== Segment start ==

//! Movement results and skip-empty phase traversal.
//!
//! A retreat phase is only worth visiting when the movement phase before it
//! dislodged something. Navigation helpers step past retreat phases whose
//! movement phase has no recorded [`MvmtInfo`] or no pending retreats.

use std::collections::BTreeMap;

use serde::{Deserialize, Serialize};

use super::game_phase::GamePhase;
use crate::board::StationedUnit;
use crate::map::{FleetLoc, ProvinceKey};

/// A dislodged unit and the places it may retreat to.
#[derive(Debug, Clone, PartialEq, Eq, Serialize, Deserialize)]
pub struct RetreatOptions {
    pub src: StationedUnit,
    pub dest: Vec<FleetLoc>,
}

impl RetreatOptions {
    /// Returns true if `dest` is one of the legal destinations.
    pub fn allows(&self, dest: &FleetLoc) -> bool {
        self.dest.contains(dest)
    }
}

/// Outcome of one resolved movement phase.
#[derive(Debug, Clone, Default, PartialEq, Eq, Serialize, Deserialize)]
pub struct MvmtInfo {
    /// Ordered unit's province -> whether its order succeeded.
    pub order_status: BTreeMap<ProvinceKey, bool>,
    /// Dislodged unit's province -> its retreat options.
    pub retreats: BTreeMap<ProvinceKey, RetreatOptions>,
}

impl MvmtInfo {
    pub fn has_pending_retreats(&self) -> bool {
        !self.retreats.is_empty()
    }
}

/// Movement results keyed by the movement phase they resolved.
pub type History = BTreeMap<GamePhase, MvmtInfo>;

/// Returns true if `phase` should be skipped: a retreat phase whose movement
/// phase has no recorded results or an empty retreat set.
pub fn is_vacuous(phase: GamePhase, history: &History) -> bool {
    phase.is_retreat()
        && !history
            .get(&phase.movement_phase())
            .is_some_and(MvmtInfo::has_pending_retreats)
}

/// Steps forward from `phase`, skipping vacuous retreat phases.
pub fn next_nonempty_phase(phase: GamePhase, history: &History) -> GamePhase {
    let mut next = phase.next();
    while is_vacuous(next, history) {
        next = next.next();
    }
    next
}

/// Steps backward from `phase`, skipping vacuous retreat phases.
pub fn prev_nonempty_phase(phase: GamePhase, history: &History) -> GamePhase {
    let mut prev = phase.prev();
    while is_vacuous(prev, history) {
        prev = prev.prev();
    }
    prev
}
//! Compiled province records.

use std::collections::BTreeSet;

use serde::{Deserialize, Serialize};

/// Province metadata produced by the map compiler.
///
/// A province with at least one army-movement declaration is land (coastal
/// provinces included); one with none is sea.
#[derive(Debug, Clone, PartialEq, Eq, Serialize, Deserialize)]
pub struct Province {
    pub name: String,
    pub coasts: BTreeSet<String>,
    pub is_sea: bool,
}

impl Province {
    /// Creates a sea province with no coasts; the compiler flips `is_sea` on
    /// the first army declaration.
    pub fn new(name: impl Into<String>) -> Self {
        Self {
            name: name.into(),
            coasts: BTreeSet::new(),
            is_sea: true,
        }
    }

    /// Returns true if this province exposes named coasts.
    pub fn has_coasts(&self) -> bool {
        !self.coasts.is_empty()
    }

    /// Returns true if `coast` is `None` or one of the declared coasts.
    pub fn accepts_coast(&self, coast: Option<&str>) -> bool {
        match coast {
            None => true,
            Some(c) => self.coasts.contains(c),
        }
    }
}
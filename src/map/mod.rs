//! Map compiler.
//!
//! Reads a province catalogue (JSON or Judge format), expands it into army and
//! coast-aware fleet adjacency, and validates the result. The classic map is
//! bundled and available through [`CompiledMap::standard`].

pub mod compiler;
pub mod description;
pub mod error;
pub mod graph;
pub mod judge;
pub mod location;
pub mod province;
pub mod validate;

pub use compiler::compile;
pub use description::{AdjacencyDecl, AdjacencyKind, MapDescription, ProvinceEntry};
pub use error::MapError;
pub use graph::{ArmyEdge, CompiledMap, FleetEdge};
pub use judge::parse_judge;
pub use location::{ArmyLoc, FleetLoc, LocationError, ProvinceKey, COAST_SEPARATOR};
pub use province::Province;
pub use validate::validate;

/// The classic map as a Judge catalogue.
pub const STANDARD_MAP: &str = include_str!("../../data/standard.xml");

/// Source format of a map description.
#[derive(Debug, Clone, Copy, PartialEq, Eq)]
pub enum SourceFormat {
    Json,
    Judge,
}

impl SourceFormat {
    /// Guesses the format from the first non-blank character.
    pub fn detect(src: &str) -> SourceFormat {
        match src.trim_start().chars().next() {
            Some('{') => SourceFormat::Json,
            _ => SourceFormat::Judge,
        }
    }
}

/// Reads a description in the given format.
pub fn read_description(src: &str, format: SourceFormat) -> Result<MapDescription, MapError> {
    match format {
        SourceFormat::Json => Ok(MapDescription::from_json(src)?),
        SourceFormat::Judge => parse_judge(src),
    }
}

/// Compiles and validates a description.
pub fn compile_validated(desc: &MapDescription) -> Result<CompiledMap, MapError> {
    let map = compile(desc)?;
    validate(&map)?;
    Ok(map)
}

impl CompiledMap {
    /// Reads, compiles and validates a description from source text.
    pub fn from_source(src: &str, format: SourceFormat) -> Result<CompiledMap, MapError> {
        compile_validated(&read_description(src, format)?)
    }

    /// Compiles the bundled classic map.
    pub fn standard() -> Result<CompiledMap, MapError> {
        CompiledMap::from_source(STANDARD_MAP, SourceFormat::Judge)
    }
}
//! Edit Modal Component
//!
//! Create/edit form: title (required), category grid, date/time with
//! today/tomorrow shortcuts, duration presets, location, and a canned
//! description suggester. Mounted fresh per open, so field state is local.

use chrono::{Duration, Local, NaiveDate};
use leptos::prelude::*;
use wasm_bindgen::JsCast;

use crate::context::use_app_context;
use crate::models::{Category, Item, ItemDraft, FUNCTION_BASED_CATS, TIME_BASED_CATS};
use crate::picker::js_roll;
use crate::store::{store_create_item, store_save_edit, use_app_store};
use crate::suggest::suggest_description;

/// What the modal is editing.
#[derive(Debug, Clone, PartialEq)]
pub enum EditTarget {
    /// New item, optionally pre-dated (from the day-detail sheet).
    New { date: Option<NaiveDate> },
    /// Existing item.
    Edit(Item),
}

const DURATION_PRESETS: &[u32] = &[30, 60, 90, 120];

fn clean(value: String) -> Option<String> {
    let trimmed = value.trim();
    (!trimmed.is_empty()).then(|| trimmed.to_string())
}

fn input_value(ev: &web_sys::Event) -> String {
    ev.target()
        .and_then(|t| t.dyn_ref::<web_sys::HtmlInputElement>().map(|i| i.value()))
        .unwrap_or_default()
}

#[component]
pub fn EditModal(target: EditTarget, #[prop(into)] on_close: Callback<()>) -> impl IntoView {
    let ctx = use_app_context();
    let store = use_app_store();

    let editing = match &target {
        EditTarget::Edit(item) => Some(item.clone()),
        EditTarget::New { .. } => None,
    };
    let initial_date = match &target {
        EditTarget::New { date } => *date,
        EditTarget::Edit(item) => item.date,
    };
    let is_edit = editing.is_some();

    let (title, set_title) = signal(
        editing.as_ref().map(|i| i.title.clone()).unwrap_or_default(),
    );
    let (description, set_description) = signal(
        editing
            .as_ref()
            .and_then(|i| i.description.clone())
            .unwrap_or_default(),
    );
    let (category, set_category) = signal(
        editing.as_ref().map(|i| i.category).unwrap_or_default(),
    );
    let (date, set_date) = signal(
        initial_date.map(|d| d.to_string()).unwrap_or_default(),
    );
    let (time, set_time) = signal(
        editing
            .as_ref()
            .and_then(|i| i.time.clone())
            .unwrap_or_default(),
    );
    let (location, set_location) = signal(
        editing
            .as_ref()
            .and_then(|i| i.location.clone())
            .unwrap_or_default(),
    );
    let (duration, set_duration) = signal(
        editing.as_ref().and_then(|i| i.suggested_duration).unwrap_or(0),
    );

    let editing_id = editing.as_ref().map(|i| i.id);

    let save = move |ev: web_sys::SubmitEvent| {
        ev.prevent_default();
        let name = title.get();
        if name.trim().is_empty() {
            return;
        }
        let draft = ItemDraft {
            title: name.trim().to_string(),
            description: clean(description.get()),
            category: category.get(),
            date: date.get().parse::<NaiveDate>().ok(),
            time: clean(time.get()),
            location: clean(location.get()),
            suggested_duration: Some(duration.get()).filter(|d| *d > 0),
        };
        let toast = match editing_id {
            Some(id) => store_save_edit(&store, id, draft),
            None => store_create_item(&store, draft),
        };
        ctx.dispatch(toast);
        on_close.run(());
    };

    let category_group = move |cats: &'static [Category]| {
        cats.iter()
            .map(|cat| {
                let cat = *cat;
                view! {
                    <button
                        type="button"
                        class=move || {
                            if category.get() == cat {
                                "category-cell active"
                            } else {
                                "category-cell"
                            }
                        }
                        title=cat.label()
                        on:click=move |_| set_category.set(cat)
                    >
                        <span class="category-cell-icon">{cat.icon()}</span>
                        <span class="category-cell-name">{cat.short_label()}</span>
                    </button>
                }
            })
            .collect_view()
    };

    view! {
        <div class="modal-backdrop">
            <div class="modal">
                <div class="modal-header">
                    <h3>{if is_edit { "編輯行程" } else { "新增行程" }}</h3>
                    <button class="icon-btn" on:click=move |_| on_close.run(())>"✕"</button>
                </div>
                <form class="modal-form" on:submit=save>
                    <label class="field-label">"行程名稱"</label>
                    <input
                        type="text"
                        class="field-input title-input"
                        placeholder="例如：買雨傘、去三創..."
                        required
                        prop:value=move || title.get()
                        on:input=move |ev| set_title.set(input_value(&ev))
                    />

                    <label class="field-label">"行程分類"</label>
                    <div class="category-grid">
                        <span class="group-caption">"時間與重要性"</span>
                        <div class="category-cells">{category_group(TIME_BASED_CATS)}</div>
                        <span class="group-caption">"功能與任務"</span>
                        <div class="category-cells">{category_group(FUNCTION_BASED_CATS)}</div>
                    </div>

                    <label class="field-label">"時間安排"</label>
                    <div class="field-row">
                        <input
                            type="date"
                            class="field-input"
                            prop:value=move || date.get()
                            on:input=move |ev| set_date.set(input_value(&ev))
                        />
                        <input
                            type="time"
                            class="field-input time-input"
                            prop:value=move || time.get()
                            on:input=move |ev| set_time.set(input_value(&ev))
                        />
                    </div>
                    <div class="field-row">
                        <button
                            type="button"
                            class="quick-btn"
                            on:click=move |_| {
                                set_date.set(Local::now().date_naive().to_string());
                            }
                        >
                            "今天"
                        </button>
                        <button
                            type="button"
                            class="quick-btn"
                            on:click=move |_| {
                                let tomorrow = Local::now().date_naive() + Duration::days(1);
                                set_date.set(tomorrow.to_string());
                            }
                        >
                            "明天"
                        </button>
                    </div>

                    <label class="field-label">"⏳ 建議停留 (分鐘)"</label>
                    <div class="field-row">
                        <input
                            type="number"
                            class="field-input duration-input"
                            min="0"
                            step="15"
                            prop:value=move || duration.get().to_string()
                            on:input=move |ev| {
                                set_duration.set(input_value(&ev).parse().unwrap_or(0));
                            }
                        />
                        {DURATION_PRESETS.iter().map(|minutes| {
                            let minutes = *minutes;
                            view! {
                                <button
                                    type="button"
                                    class=move || {
                                        if duration.get() == minutes {
                                            "preset-btn active"
                                        } else {
                                            "preset-btn"
                                        }
                                    }
                                    on:click=move |_| set_duration.set(minutes)
                                >
                                    {minutes} "m"
                                </button>
                            }
                        }).collect_view()}
                    </div>

                    <label class="field-label">"📍 地點 (導航用)"</label>
                    <input
                        type="text"
                        class="field-input"
                        placeholder="輸入地點名稱或地址..."
                        prop:value=move || location.get()
                        on:input=move |ev| set_location.set(input_value(&ev))
                    />

                    <div class="field-label-row">
                        <label class="field-label">"詳細說明"</label>
                        <button
                            type="button"
                            class="suggest-btn"
                            title="自動產生描述"
                            on:click=move |_| {
                                set_description.set(suggest_description(
                                    category.get(),
                                    &title.get(),
                                    js_roll,
                                ));
                            }
                        >
                            "✨ 幫我寫"
                        </button>
                    </div>
                    <textarea
                        class="field-input desc-input"
                        placeholder="備註、注意事項、必買清單..."
                        prop:value=move || description.get()
                        on:input=move |ev| {
                            let value = ev
                                .target()
                                .and_then(|t| {
                                    t.dyn_ref::<web_sys::HtmlTextAreaElement>()
                                        .map(|a| a.value())
                                })
                                .unwrap_or_default();
                            set_description.set(value);
                        }
                    />

                    <button type="submit" class="save-btn">
                        {if is_edit { "儲存變更" } else { "確認新增" }}
                    </button>
                </form>
            </div>
        </div>
    }
}
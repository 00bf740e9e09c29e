//! Item Card Component
//!
//! One checklist entry: completion checkbox, date badge, live timer
//! readout, category switcher, map/share/edit/delete actions, and the
//! costume progress control.

use chrono::{Duration, Local};
use leptos::prelude::*;
use leptos::task::spawn_local;
use wasm_bindgen::JsCast;

use crate::components::{DeleteConfirmButton, ProgressBar};
use crate::context::use_app_context;
use crate::models::{Category, Item, Toast, ToastKind, FUNCTION_BASED_CATS, TIME_BASED_CATS};
use crate::platform;
use crate::store::{
    store_remove_item, store_set_category, store_set_progress, store_toggle_item,
    store_toggle_timer, use_app_store,
};
use crate::timer::{self, TimerPhase};

#[component]
pub fn ItemCard(
    item: Item,
    /// Show the 25/50/75/100 progress control (costume sections).
    #[prop(optional)]
    show_progress: bool,
    #[prop(into)] on_edit: Callback<Item>,
) -> impl IntoView {
    let ctx = use_app_context();
    let store = use_app_store();

    let id = item.id;
    let category = item.category;
    let completed = item.is_completed;
    let timer_running = item.timer_started_at.is_some();

    let card_class = move || {
        let mut class = format!("item-card {}", category.card_class());
        if completed {
            class.push_str(" completed");
        }
        if timer_running && !completed {
            class.push_str(" timing");
        }
        if ctx.highlighted.get() == Some(id) {
            class.push_str(" highlighted");
        }
        class
    };

    let timer_item = item.clone();
    let readout = move || timer::readout(&timer_item, ctx.now_ms.get());

    let date_badge = item.date.map(|date| {
        let time = item.time.clone();
        let edit_item = item.clone();
        let now = ctx.now_ms;
        let label = move || {
            // Subscribe to the tick so the badge rolls over at midnight.
            let _ = now.get();
            let today = Local::now().date_naive();
            if date == today {
                "今天".to_string()
            } else if date == today + Duration::days(1) {
                "明天".to_string()
            } else {
                date.format("%m-%d").to_string()
            }
        };
        let alert = move || {
            let _ = now.get();
            let today = Local::now().date_naive();
            !completed && (date == today || date == today + Duration::days(1))
        };
        view! {
            <button
                type="button"
                class=move || if alert() { "date-badge alert" } else { "date-badge" }
                on:click=move |ev| {
                    ev.stop_propagation();
                    on_edit.run(edit_item.clone());
                }
            >
                <span>{label}</span>
                {time.map(|t| view! { <span class="date-badge-time">{t}</span> })}
                {move || alert().then(|| "⚠")}
            </button>
        }
    });

    let timer_display = (timer_running && !completed).then(|| {
        let readout = readout.clone();
        let fraction = readout.clone();
        let expired = {
            let readout = readout.clone();
            move || readout().phase == TimerPhase::Expired
        };
        let has_duration = item.suggested_duration.is_some();
        view! {
            <div class=move || {
                if expired() { "timer-display expired" } else { "timer-display" }
            }>
                {has_duration.then(|| view! {
                    <div
                        class="timer-fill"
                        style:width=move || format!("{:.0}%", fraction().fraction * 100.0)
                    />
                })}
                <span class="timer-label">{move || readout().label}</span>
                {{
                    let expired = expired.clone();
                    move || expired().then(|| view! { <span class="timer-up">"時間到!"</span> })
                }}
            </div>
        }
    });

    let duration_hint = (!timer_running && !completed)
        .then_some(item.suggested_duration)
        .flatten()
        .map(|minutes| {
            let edit_item = item.clone();
            view! {
                <button
                    type="button"
                    class="duration-hint"
                    title="點擊修改建議時間"
                    on:click=move |ev| {
                        ev.stop_propagation();
                        on_edit.run(edit_item.clone());
                    }
                >
                    "⏳ 建議: " {minutes} "分"
                </button>
            }
        });

    let nav_item = item.clone();
    let has_location = item.location.is_some();
    let nav_label = item
        .location
        .clone()
        .unwrap_or_else(|| "搜尋地點".to_string());

    let timer_toggle = (!completed).then(|| {
        let will_request_permission = !timer_running && item.suggested_duration.is_some();
        view! {
            <button
                type="button"
                class=if timer_running { "timer-btn running" } else { "timer-btn" }
                title=if timer_running { "停止計時" } else { "開始計時" }
                on:click=move |ev| {
                    ev.stop_propagation();
                    if will_request_permission {
                        platform::ensure_notification_permission();
                    }
                    ctx.dispatch(store_toggle_timer(&store, id));
                }
            >
                {if timer_running { "⏹ 停止" } else { "⏱ 計時" }}
            </button>
        }
    });

    let share_item = item.clone();
    let edit_item = item.clone();

    view! {
        <div id=format!("item-{}", id) class=card_class>
            {move || (ctx.highlighted.get() == Some(id)).then(|| view! {
                <span class="highlight-spark">"✨"</span>
            })}
            <div class="item-card-body">
                <input
                    type="checkbox"
                    class="item-check"
                    prop:checked=completed
                    on:change=move |_| ctx.dispatch(store_toggle_item(&store, id))
                />
                <div class="item-main">
                    <div class="item-head">
                        <h3 class=move || {
                            if completed { "item-title done" } else { "item-title" }
                        }>
                            {item.title.clone()}
                        </h3>
                        {date_badge}
                    </div>
                    {timer_display}
                    {item.description.clone().map(|desc| view! {
                        <p class="item-desc">{desc}</p>
                    })}
                    {duration_hint}
                    {(show_progress && category == Category::Costume).then(|| view! {
                        <ProgressBar
                            progress=item.progress.unwrap_or(0)
                            on_change=move |value: u8| {
                                ctx.dispatch(store_set_progress(&store, id, value));
                            }
                        />
                    })}
                    <div class="item-meta">
                        <div class="category-badge-wrap" on:click=|ev| ev.stop_propagation()>
                            <span class=format!("category-badge {}", category.badge_class())>
                                {category.icon()} " " {category.short_label()} " ▾"
                            </span>
                            <select
                                class="category-select"
                                on:change=move |ev| {
                                    let Some(target) = ev.target() else { return };
                                    let Some(select) =
                                        target.dyn_ref::<web_sys::HtmlSelectElement>()
                                    else {
                                        return;
                                    };
                                    if let Some(cat) = Category::from_tag(&select.value()) {
                                        ctx.dispatch(store_set_category(&store, id, cat));
                                    }
                                }
                            >
                                <optgroup label="📅 時間與重要性">
                                    {TIME_BASED_CATS.iter().map(|c| view! {
                                        <option value=c.tag() selected=(*c == category)>
                                            {c.label()}
                                        </option>
                                    }).collect_view()}
                                </optgroup>
                                <optgroup label="🛠️ 功能與任務">
                                    {FUNCTION_BASED_CATS.iter().map(|c| view! {
                                        <option value=c.tag() selected=(*c == category)>
                                            {c.label()}
                                        </option>
                                    }).collect_view()}
                                </optgroup>
                            </select>
                        </div>
                        <button
                            type="button"
                            class=if has_location { "nav-btn located" } else { "nav-btn" }
                            title="在地圖上搜尋此行程"
                            on:click=move |ev| {
                                ev.stop_propagation();
                                platform::open_map_search(&nav_item);
                            }
                        >
                            "📍 " {nav_label}
                        </button>
                        {timer_toggle}
                    </div>
                </div>
                <div class="item-actions" on:click=|ev| ev.stop_propagation()>
                    <button
                        type="button"
                        class="icon-btn"
                        title="分享行程"
                        on:click=move |_| {
                            let item = share_item.clone();
                            spawn_local(async move {
                                let ctx = ctx;
                                if platform::copy_share_summary(&item).await {
                                    ctx.toast(Toast::new(
                                        "行程內容已複製到剪貼簿！",
                                        ToastKind::Info,
                                    ));
                                }
                            });
                        }
                    >
                        "📤"
                    </button>
                    <button
                        type="button"
                        class="icon-btn"
                        title="編輯"
                        on:click=move |_| on_edit.run(edit_item.clone())
                    >
                        "✏"
                    </button>
                    <DeleteConfirmButton on_confirm=move |_| {
                        ctx.dispatch(store_remove_item(&store, id));
                    } />
                </div>
            </div>
        </div>
    }
}
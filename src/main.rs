//! Trip-Plan Frontend Entry Point

mod app;
mod components;
mod context;
mod models;
mod picker;
mod platform;
mod seed;
mod storage;
mod store;
mod suggest;
mod timer;
mod views;

use app::App;
use leptos::prelude::*;

fn main() {
    console_error_panic_hook::set_once();
    mount_to_body(App);
}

== Segment end ==

▶ [PROBLEM TO WORK ON] Give the number of lines in the entries above that include the string "required". Write nothing but that number.

▶ [WRITTEN RESPONSE] 2